Il progetto di Reich è nato da una personale esplorazione delle radici familiari, culminata in una serie di podcast intitolata ‘Up from the rubble’, che traccia le vicissitudini di suo padre dalla guerra alla migrazione in Australia. Il regista ha poi viaggiato per l’Australia, incontrando e intervistando migranti che hanno attraversato Bonegilla. Una delle interviste più toccanti è quella di Rosa Sartor, una donna italiana che ha raccontato come ha iniziato una nuova vita in Australia dopo le tragedie della guerra.
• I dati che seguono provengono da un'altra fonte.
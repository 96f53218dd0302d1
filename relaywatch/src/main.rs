//! Entry point for the relaywatch monitor. Parses args, resolves the feed config and runs the TUI or log mode.

mod app;
mod history;
mod logging;
mod logmode;
mod profiles;
mod settings;
mod ui;

use anyhow::{Context, Result};
use app::App;
use logging::{init_logging, log_file_path, LogTarget};
use profiles::{load_profiles, save_profiles, ProfileEntry, ProfileRequest, ResolveProfile};
use relayfeed::FeedConfig;
use std::env;
use std::io::{self, Write};
use std::path::PathBuf;

const USAGE_ARGS: &str = "[--tls-ca CERT_PEM|-t CERT_PEM] [--profile NAME|-P NAME] [--save] [--password PW|-p PW] [--interval MS|-i MS] [--config FILE|-c FILE] [--log] [--dry-run] [URL]";

#[derive(Debug, Default)]
struct ParsedArgs {
    url: Option<String>,
    tls_ca: Option<String>,
    profile: Option<String>,
    save: bool,
    password: Option<String>,
    interval_ms: Option<u64>,
    config: Option<String>,
    log: bool,
    dry_run: bool,
}

fn parse_args<I: IntoIterator<Item = String>>(args: I) -> Result<ParsedArgs, String> {
    let mut it = args.into_iter();
    let prog = it.next().unwrap_or_else(|| "relaywatch".into());
    let usage = format!("Usage: {prog} {USAGE_ARGS}");
    let mut parsed = ParsedArgs::default();

    while let Some(arg) = it.next() {
        // --flag=value is accepted for every flag that takes a value
        let (flag, inline) = match arg.split_once('=') {
            Some((f, v)) if f.starts_with("--") => (f.to_string(), Some(v.to_string())),
            _ => (arg.clone(), None),
        };
        let mut value = |name: &str| -> Result<String, String> {
            inline
                .clone()
                .or_else(|| it.next())
                .filter(|v| !v.is_empty())
                .ok_or_else(|| format!("{name} needs a value. {usage}"))
        };
        match flag.as_str() {
            "-h" | "--help" => return Err(usage.clone()),
            "--tls-ca" | "-t" => parsed.tls_ca = Some(value("--tls-ca")?),
            "--profile" | "-P" => parsed.profile = Some(value("--profile")?),
            "--password" | "-p" => parsed.password = Some(value("--password")?),
            "--config" | "-c" => parsed.config = Some(value("--config")?),
            "--interval" | "-i" => {
                let raw = value("--interval")?;
                let ms = raw
                    .parse::<u64>()
                    .ok()
                    .filter(|ms| *ms > 0)
                    .ok_or_else(|| format!("invalid --interval '{raw}'. {usage}"))?;
                parsed.interval_ms = Some(ms);
            }
            "--save" => parsed.save = true,
            "--log" => parsed.log = true,
            "--dry-run" => parsed.dry_run = true,
            _ if flag.starts_with('-') && flag.len() > 1 => {
                return Err(format!("Unknown option '{flag}'. {usage}"))
            }
            _ => {
                if parsed.url.is_none() {
                    parsed.url = Some(arg);
                } else {
                    return Err(format!("Unexpected argument. {usage}"));
                }
            }
        }
    }
    Ok(parsed)
}

#[tokio::main]
async fn main() -> Result<()> {
    let parsed = match parse_args(env::args()) {
        Ok(v) => v,
        Err(msg) => {
            eprintln!("{msg}");
            return Ok(());
        }
    };

    let headless = parsed.log || parsed.dry_run;
    init_logging(if headless {
        LogTarget::Stderr
    } else {
        LogTarget::File(log_file_path())
    })?;

    let Some(config) = resolve_config(&parsed)? else {
        return Ok(());
    };

    if parsed.dry_run {
        println!("{} {}", config.mode.as_str(), config.endpoint);
        return Ok(());
    }
    if parsed.log {
        return logmode::run(config).await;
    }
    let mut app = App::new(&config.endpoint);
    app.run(config).await
}

/// Profile/URL resolution (with persistence), then file, env and flag layers.
/// `None` means the user aborted or there was nothing to connect to.
fn resolve_config(parsed: &ParsedArgs) -> Result<Option<FeedConfig>> {
    let base = match parsed.config.as_deref() {
        Some(path) => settings::load_file(path.as_ref())?,
        None => FeedConfig::default(),
    };

    let entry = if parsed.config.is_some() && parsed.url.is_none() && parsed.profile.is_none() {
        None
    } else {
        match resolve_profile(parsed)? {
            Some(entry) => Some(entry),
            None => return Ok(None),
        }
    };

    let mut config = match &entry {
        Some(e) => settings::with_url(base, &e.url)?,
        None => base,
    };
    if let Some(e) = entry {
        if let Some(ca) = e.tls_ca {
            config.tls_ca = Some(PathBuf::from(ca));
        }
        if e.password.is_some() {
            config.password = e.password;
        }
    }
    settings::apply_env_overrides(&mut config);
    if let Some(pw) = parsed.password.clone() {
        config.password = Some(pw);
    }
    if let Some(ms) = parsed.interval_ms {
        config.poll_interval_ms = ms;
    }
    config.validate().context("invalid feed configuration")?;
    Ok(Some(config))
}

fn resolve_profile(parsed: &ParsedArgs) -> Result<Option<ProfileEntry>> {
    let profiles_file = load_profiles();
    let req = ProfileRequest {
        profile_name: parsed.profile.clone(),
        url: parsed.url.clone(),
        tls_ca: parsed.tls_ca.clone(),
        password: parsed.password.clone(),
    };
    let mut profiles_mut = profiles_file.clone();

    let entry = match req.resolve(&profiles_file) {
        ResolveProfile::Direct(entry) => {
            // Possibly save if profile specified and --save or new entry
            if let Some(name) = parsed.profile.as_ref() {
                match profiles_mut.profiles.get(name) {
                    None => {
                        // New profile: auto-save immediately
                        profiles_mut.profiles.insert(name.clone(), entry.clone());
                        persist(&profiles_mut);
                    }
                    Some(existing) if *existing != entry => {
                        let overwrite = parsed.save
                            || prompt_yes_no(&format!("Overwrite existing profile '{name}'? [y/N]: "));
                        if overwrite {
                            profiles_mut.profiles.insert(name.clone(), entry.clone());
                            persist(&profiles_mut);
                        }
                    }
                    Some(_) => {}
                }
            }
            entry
        }
        ResolveProfile::Loaded(entry) => entry,
        ResolveProfile::PromptSelect(names) => {
            eprintln!("Select profile:");
            for (i, n) in names.iter().enumerate() {
                eprintln!("  {}. {}", i + 1, n);
            }
            let line = prompt_string("Enter number (or blank to abort): ")?;
            let picked = line
                .trim()
                .parse::<usize>()
                .ok()
                .and_then(|idx| idx.checked_sub(1))
                .and_then(|idx| names.get(idx))
                .and_then(|name| profiles_mut.profiles.get(name));
            match picked {
                Some(entry) => entry.clone(),
                None => return Ok(None),
            }
        }
        ResolveProfile::PromptCreate(name) => {
            eprintln!("Profile '{name}' does not exist yet.");
            let url = prompt_string("Enter URL (http://HOST:PORT, ws://HOST:PORT/ws or wss://...): ")?;
            if url.trim().is_empty() {
                return Ok(None);
            }
            let ca = prompt_string("Enter TLS CA path (or leave blank): ")?;
            let pw = prompt_string("Enter password (or leave blank): ")?;
            let entry = ProfileEntry {
                url: url.trim().to_string(),
                tls_ca: Some(ca.trim().to_string()).filter(|s| !s.is_empty()),
                password: Some(pw.trim().to_string()).filter(|s| !s.is_empty()),
            };
            profiles_mut.profiles.insert(name, entry.clone());
            persist(&profiles_mut);
            entry
        }
        ResolveProfile::None => {
            eprintln!("No URL provided and no profiles to select.");
            return Ok(None);
        }
    };
    Ok(Some(entry))
}

fn persist(pf: &profiles::ProfilesFile) {
    if let Err(e) = save_profiles(pf) {
        eprintln!("warning: could not save profiles: {e}");
    }
}

fn prompt_yes_no(prompt: &str) -> bool {
    eprint!("{prompt}");
    let _ = io::stderr().flush();
    let mut line = String::new();
    if io::stdin().read_line(&mut line).is_ok() {
        matches!(line.trim().to_ascii_lowercase().as_str(), "y" | "yes")
    } else {
        false
    }
}

fn prompt_string(prompt: &str) -> io::Result<String> {
    eprint!("{prompt}");
    let _ = io::stderr().flush();
    let mut line = String::new();
    io::stdin().read_line(&mut line)?;
    Ok(line)
}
“Rosa ha raccontato che, in quegli anni, il governo australiano iniziò a fare molta pubblicità perché voleva svilupparsi, avere più lavoratori e creare un Paese più grande per far decollare davvero l’economia. Per incentivare l’immigrazione, il governo offriva un viaggio gratuito in nave, che poteva trasportare fino a 1000 persone alla volta. Una volta arrivati qui in Australia, gli italiani si sono raggruppati, perché ovviamente parlavano tutti la stessa lingua”.
Un aspetto fondamentale del documentario - e più in generale, dello spettacolo del 7 e dell’8 dicembre - è la musica. “La musica ha il potere di amplificare le emozioni e di rendere tangibili i ricordi. Volevo che il pubblico si immergesse completamente nelle esperienze dei migranti”, ha commentato Reich che, del resto, è anche musicsita e compositore.
Insomma, “Bonegilla Migrant Camp” non è solo un documentario, ma un viaggio intriso di empatia nelle vite di coloro che hanno affrontato le sfide della migrazione con coraggio e speranza. Reich, con la sua narrazione coinvolgente, ci offre una finestra aperta sulla storia, dando voce alle storie che altrimenti potrebbero essere dimenticate.
Questo evento cinematografico promette di essere un’esperienza avvincente, un ponte tra il passato e il presente che risveglierà il pubblico alle ricche sfumature della storia migratoria australiana.